For the DSO inside a group: You're optimizing the wrong thing. You're competing for consolidation margin, not for ownership value.

OPERATOR MATH

Let's compare the valuation math for independent versus group practices and calculate the independence premium in dollar terms. Start with a solo independent practice: $950,000 annual revenue, 38% EBITDA ($361,000). PE firms pay 11-13x EBITDA for clean, owner-operated independents with strong patient retention. At 12x EBITDA, valuation: $4.332 million. The practice is also valued at 4.0-4.5x revenue for independents with high margins. At 4.3x revenue: $4.085 million. Average of both methods: $4.2 million sale price.

Now compare to a group practice (5 locations): $4.5 million annual revenue, 25% EBITDA ($1.125 million). Group practices trade at 9-10x EBITDA because they carry management risk, operational complexity, and lower margins (staffed for scale, not profit). At 9.5x EBITDA: $10.688 million. Revenue multiple for groups: 3.2-3.6x. At 3.4x revenue: $15.3 million. Average: $13 million sale price. Per-location value: $2.6 million ($13M / 5 locations).

The delta: independent solo sells for $4.2 million. Group location sells for $2.6 million. The independence premium: $1.6 million per location, or 62% higher valuation. Why? The independent has 38% EBITDA; the group location averages 25%. The independent's profit is $361,000 on $950,000 revenue. The group location's allocated profit is $225,000 on $900,000 revenue (assuming equal revenue distribution across 5 locations). Higher profit commands higher multiples. The independent also has lower management risk (owner stays post-acquisition) and simpler integration (one location, one culture, one PMS).

Now model the optimization impact. If the solo owner tightens operations over 90 days and lifts EBITDA from 38% to 42% (achievable via scheduling optimization, supplier renegotiation, and collections improvement), EBITDA jumps to $399,000. At 12x EBITDA: $4.788 million. At 4.5x revenue (premium multiple for 40%+ margin practices): $4.275 million. Average: $4.53 million. The practice owner just added $330,000 to exit value by improving EBITDA 4 points. That's the leverage of margin optimization at exit. Every point of EBITDA you add multiplies your exit price by 10-13x. Groups can't move the margin needle as easily (they're optimizing five locations, not one). Independents can tighten operations in 60-90 days and capture the valuation premium immediately.

THE TAKEAWAY

If you're an independent practice owner considering a sale in the next 2-3 years, focus on margin optimization starting this quarter. Pull your financials and calculate your actual EBITDA margin (net income before interest, taxes, depreciation, and amortization, divided by revenue). If you're under 35%, you're leaving 15-25% on the table at exit. Identify your three biggest cost leaks: typically labor inefficiency (overstaffed or underproductive hours), supplier costs (paying retail or locked into bad contracts), and collections (AR over 60 days eating working capital).

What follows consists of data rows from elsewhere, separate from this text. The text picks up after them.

//! File layer seam
//!
//! Tracks are read through a minimal sequential file layer: mount the
//! volume, open one file by name, read it front to back. Only one file is
//! open at a time.

/// Sequential read-only file access.
pub trait Storage {
    /// Error type
    type Error: core::fmt::Debug;

    /// Mount the volume.
    fn mount(&mut self) -> Result<(), Self::Error>;

    /// Whether a file called `name` exists in the root directory.
    fn exists(&mut self, name: &str) -> Result<bool, Self::Error>;

    /// Open `name` for reading, closing any previously open file.
    fn open(&mut self, name: &str) -> Result<(), Self::Error>;

    /// Read from the open file; a short count means end of file.
    fn read(&mut self, buf: &mut [u8]) -> Result<usize, Self::Error>;

    /// Close the open file and release the volume.
    fn unmount(&mut self);
}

Fix those three over the next 90 days. Tighten scheduling to reduce gaps and boost doctor productivity. Renegotiate your top five supplier contracts or switch vendors. Push collections on AR over 60 days and get it under 10% of total receivables. Every point of EBITDA improvement adds 10-13x to your exit valuation. A 4-point lift (from 35% to 39%) on a $900,000 practice adds $360,000-$468,000 to your sale price. That's worth three months of focused work.

Then get a professional valuation from a firm specializing in dental M&A (not your broker's estimate). Understand your baseline value and what levers move it most (EBITDA margin, patient retention, payer mix diversification). When you're ready to sell, interview at least three buyers: a DSO, a PE-backed platform, and a private buyer. The valuation spread will be significant (often 20-40%). Independents with strong margins and low management risk command premium multiples. Position yourself there, and you'll capture $500K-$1.5M more at exit than an unoptimized practice. The independence premium is real. Earn it by running a tight operation, then sell at the top of the market.